Working Chapter 13 of my Is it for us alone? novel in progress
There wasn’t t anything resembling privacy in this new world order. Though it didn’t stop some from trying to take advantage of the ‘needle in a stack of needles’ effect that ostensibly was Anders mind at present. It wasn’t as if a neighbouring consciousness could raise the alarm and point out the culprit swimming right next to them in Anders mind. No, this hunt for the triumvirate was more akin to trying to remember where you left your keys if you had 9 billion sets of keys.
The inquisition of the General had been relatively simple, but it had strained Anders mind nonetheless. He lie passed out on the bluff where he had been sitting for some time, now with the sun close to setting. There was no danger present and yet he felt the primal need to find shelter as the darkness approached. The SUV he had thought of earlier would do just fine seeing as he could then use it for the next leg of his journey.
Anders groggily pulled himself off the floor and stretched his limbs, the air between some of his joints making a satisfying pop as he did so.
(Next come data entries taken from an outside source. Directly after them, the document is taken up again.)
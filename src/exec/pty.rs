//! PTY-mode launcher, for targets that refuse to run unless their stdout is
//! a terminal (progress bars, password prompts, pagers).
//!
//! The child runs attached to the slave side of a freshly allocated
//! pseudo-terminal while its stderr travels out-of-band through a regular
//! pipe. The parent goes raw and passes its own stdin through to the master
//! so the operator can interact with the child.

use super::{ExecError, LaunchSpec, READ_BUFFER_SIZE};

use nix::errno::Errno;
use nix::fcntl::OFlag;
use nix::poll::{poll, PollFd, PollFlags, PollTimeout};
use nix::pty::{grantpt, posix_openpt, ptsname_r, unlockpt, PtyMaster};
use nix::sys::termios::{cfmakeraw, tcgetattr, tcsetattr, SetArg, Termios};
use nix::unistd::{fork, pipe2, setsid, ForkResult};

use std::fs::File;
use std::io::stdin;
use std::os::fd::{AsFd, AsRawFd, BorrowedFd, OwnedFd};

pub(super) fn run(spec: &LaunchSpec) -> Result<i32, ExecError> {
    // capture the attributes of the terminal we were started on; if stdin is
    // not a terminal this mode is unusable and must fail cleanly
    let tty_orig = tcgetattr(stdin()).map_err(ExecError::NotATty)?;
    let mut winsize: libc::winsize = unsafe { std::mem::zeroed() };
    if unsafe { libc::ioctl(libc::STDIN_FILENO, libc::TIOCGWINSZ, &mut winsize) } < 0 {
        return Err(ExecError::NotATty(Errno::last()));
    }

    let mut stdout_log = super::open_log(spec.stdout_log)?;
    let mut stderr_log = super::open_log(spec.stderr_log)?;

    let master = posix_openpt(OFlag::O_RDWR | OFlag::O_NOCTTY).map_err(ExecError::PtySetup)?;
    grantpt(&master).map_err(ExecError::PtySetup)?;
    unlockpt(&master).map_err(ExecError::PtySetup)?;
    let slave_path = ptsname_r(&master).map_err(ExecError::PtySetup)?;

    let (err_read, err_write) = pipe2(OFlag::O_CLOEXEC).map_err(ExecError::CreatePipe)?;

    match unsafe { fork() }.map_err(ExecError::Fork)? {
        ForkResult::Child => {
            enter_pty_session(&master, &slave_path, &tty_orig, &winsize, &err_write, spec)
        }
        ForkResult::Parent { child } => {
            drop(err_write);

            // raw mode with restore on every return path, including the
            // error propagations below
            let guard = match RawModeGuard::enter(&tty_orig) {
                Ok(guard) => guard,
                Err(e) => {
                    drop(master);
                    drop(err_read);
                    let _ = super::reap(child);
                    return Err(e);
                }
            };

            let pump_result = pump(&master, &err_read, &mut stdout_log, &mut stderr_log);

            drop(master);
            drop(err_read);

            let status = super::reap(child);
            drop(guard);
            pump_result?;
            status
        }
    }
}

/// Child side: new session, slave becomes the controlling terminal and
/// stdin/stdout, stderr is rerouted through the side pipe. Diverges.
fn enter_pty_session(
    master: &PtyMaster,
    slave_path: &str,
    tty_orig: &Termios,
    winsize: &libc::winsize,
    err_write: &OwnedFd,
    spec: &LaunchSpec,
) -> ! {
    if setsid().is_err() {
        eprintln!("rex: setsid failed in pty child");
        unsafe { libc::_exit(1) };
    }

    // the master belongs to the parent
    unsafe { libc::close(master.as_raw_fd()) };

    let slave = match std::fs::OpenOptions::new()
        .read(true)
        .write(true)
        .open(slave_path)
    {
        Ok(slave) => slave,
        Err(e) => {
            eprintln!("rex: could not open pty slave '{slave_path}': {e}");
            unsafe { libc::_exit(1) };
        }
    };
    let slave_fd = slave.as_raw_fd();

    // acquire the slave as controlling tty and mirror the parent terminal
    if unsafe { libc::ioctl(slave_fd, libc::TIOCSCTTY, 0) } == -1 {
        eprintln!("rex: ioctl-TIOCSCTTY failed in pty child");
    }
    if tcsetattr(&slave, SetArg::TCSANOW, tty_orig).is_err() {
        eprintln!("rex: tcsetattr failed in pty child");
    }
    if unsafe { libc::ioctl(slave_fd, libc::TIOCSWINSZ, winsize) } == -1 {
        eprintln!("rex: ioctl-TIOCSWINSZ failed in pty child");
    }

    super::dup2_retry(slave_fd, libc::STDIN_FILENO);
    super::dup2_retry(slave_fd, libc::STDOUT_FILENO);
    super::dup2_retry(slave_fd, libc::STDERR_FILENO);

    // stderr leaves the terminal stream: the side pipe overrides the dup
    // above so it can be logged separately
    super::dup2_retry(err_write.as_raw_fd(), libc::STDERR_FILENO);

    if slave_fd > libc::STDERR_FILENO {
        drop(slave);
    } else {
        std::mem::forget(slave);
    }

    super::exec_child(spec)
}

/// Restores the parent terminal attributes when dropped.
struct RawModeGuard {
    original: Termios,
}

impl RawModeGuard {
    fn enter(original: &Termios) -> Result<Self, ExecError> {
        let mut raw = original.clone();
        cfmakeraw(&mut raw);
        tcsetattr(stdin(), SetArg::TCSAFLUSH, &raw).map_err(ExecError::RawMode)?;
        Ok(Self {
            original: original.clone(),
        })
    }
}

impl Drop for RawModeGuard {
    fn drop(&mut self) {
        let _ = tcsetattr(stdin(), SetArg::TCSAFLUSH, &self.original);
    }
}

#[derive(Clone, Copy, Eq, PartialEq)]
enum Endpoint {
    Stdin,
    Master,
    ErrPipe,
}

fn pump(
    master: &PtyMaster,
    err_read: &OwnedFd,
    stdout_log: &mut File,
    stderr_log: &mut File,
) -> Result<(), ExecError> {
    let parent_stdin = unsafe { BorrowedFd::borrow_raw(libc::STDIN_FILENO) };
    let master_fd = unsafe { BorrowedFd::borrow_raw(master.as_raw_fd()) };

    let mut buf = [0u8; READ_BUFFER_SIZE];
    let mut stdin_done = false;
    let mut err_done = false;

    'multiplex: loop {
        let mut endpoints = Vec::with_capacity(3);
        let mut fds = Vec::with_capacity(3);
        if !stdin_done {
            endpoints.push(Endpoint::Stdin);
            fds.push(PollFd::new(parent_stdin, PollFlags::POLLIN));
        }
        endpoints.push(Endpoint::Master);
        fds.push(PollFd::new(master_fd, PollFlags::POLLIN));
        if !err_done {
            endpoints.push(Endpoint::ErrPipe);
            fds.push(PollFd::new(err_read.as_fd(), PollFlags::POLLIN));
        }

        let readable = loop {
            match poll(&mut fds, PollTimeout::NONE) {
                Ok(n) => break n,
                Err(Errno::EINTR) => continue,
                Err(e) => return Err(ExecError::Poll(e)),
            }
        };
        if readable == 0 {
            break;
        }

        for (index, endpoint) in endpoints.iter().enumerate() {
            let revents = fds[index].revents().unwrap_or(PollFlags::empty());

            if revents.contains(PollFlags::POLLIN) {
                match endpoint {
                    Endpoint::Stdin => match nix::unistd::read(parent_stdin, &mut buf) {
                        Ok(0) => stdin_done = true,
                        Ok(n) => super::write_all_fd(master_fd, &buf[..n])?,
                        Err(Errno::EINTR) => {}
                        Err(e) => return Err(ExecError::Read(e)),
                    },
                    Endpoint::Master => match nix::unistd::read(master_fd, &mut buf) {
                        // EIO is how Linux reports the slave side being gone
                        Ok(0) | Err(Errno::EIO) => break 'multiplex,
                        Ok(n) => super::tee(&buf[..n], stdout_log, super::parent_stdout())?,
                        Err(Errno::EINTR) => {}
                        Err(e) => return Err(ExecError::Read(e)),
                    },
                    Endpoint::ErrPipe => match nix::unistd::read(err_read.as_fd(), &mut buf) {
                        Ok(0) => err_done = true,
                        Ok(n) => super::tee(&buf[..n], stderr_log, super::parent_stderr())?,
                        Err(Errno::EINTR) => {}
                        Err(e) => return Err(ExecError::Read(e)),
                    },
                }
            } else if revents.intersects(PollFlags::POLLHUP | PollFlags::POLLERR) {
                match endpoint {
                    Endpoint::Master => break 'multiplex,
                    Endpoint::ErrPipe => err_done = true,
                    Endpoint::Stdin => stdin_done = true,
                }
            }
        }
    }

    // the master hung up first; pick up whatever stderr is still buffered
    drain_err_pipe(err_read, stderr_log, err_done)
}

fn drain_err_pipe(
    err_read: &OwnedFd,
    stderr_log: &mut File,
    already_done: bool,
) -> Result<(), ExecError> {
    if already_done {
        return Ok(());
    }
    let mut buf = [0u8; READ_BUFFER_SIZE];
    loop {
        let mut fds = [PollFd::new(err_read.as_fd(), PollFlags::POLLIN)];
        match poll(&mut fds, PollTimeout::ZERO) {
            Ok(0) => return Ok(()),
            Ok(_) => {
                let revents = fds[0].revents().unwrap_or(PollFlags::empty());
                if revents.contains(PollFlags::POLLIN) {
                    match nix::unistd::read(err_read.as_fd(), &mut buf) {
                        Ok(0) => return Ok(()),
                        Ok(n) => super::tee(&buf[..n], stderr_log, super::parent_stderr())?,
                        Err(Errno::EINTR) => {}
                        Err(_) => return Ok(()),
                    }
                } else {
                    return Ok(());
                }
            }
            Err(Errno::EINTR) => continue,
            Err(e) => return Err(ExecError::Poll(e)),
        }
    }
}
The SUV was a short walk down the main road adjacent to the beach. He walked at a leisurely pace, his memory of the area so honed that he could easily find his way to the SUV blindfolded.
The keys were in a drawer by the main entrance to the house – the same place they had always been and where he always remembered putting them and incidentally a very similar place to where most put them. It was all second nature. It was all as he remembered. Waltzing between the front door and the driveway, keys in hand ready to drive to work. Only, of course, this work was very different from that which his memories alluded to.
A Ford SUV sat in the driveway right where it’s previous owner had left it. The details of the make, model, colour and condition excited parts of his mind, notably those that had designed it, but the vast majority had a nonplussed reaction – it was just another car after all. Tonight this car was also shelter. Anders reached into his jacket pocket and pulled out a chocolate flavoured protein bar. Branded and loaded with artificial claims and tastes to compliment the artificial proteins. It certainly had convinced most of Anders that it was an effective substitute for real food. Still, effective as it was, it lacked that essence and love in food, like he had cooked when he first absorbed the consciousnesses of that group of friends. They had shown him the initial joy of food, but the night was late for that and work was afoot. He cradled into his Ford SUV for the night – he would rest for the night and begin his interrogations again in the morning.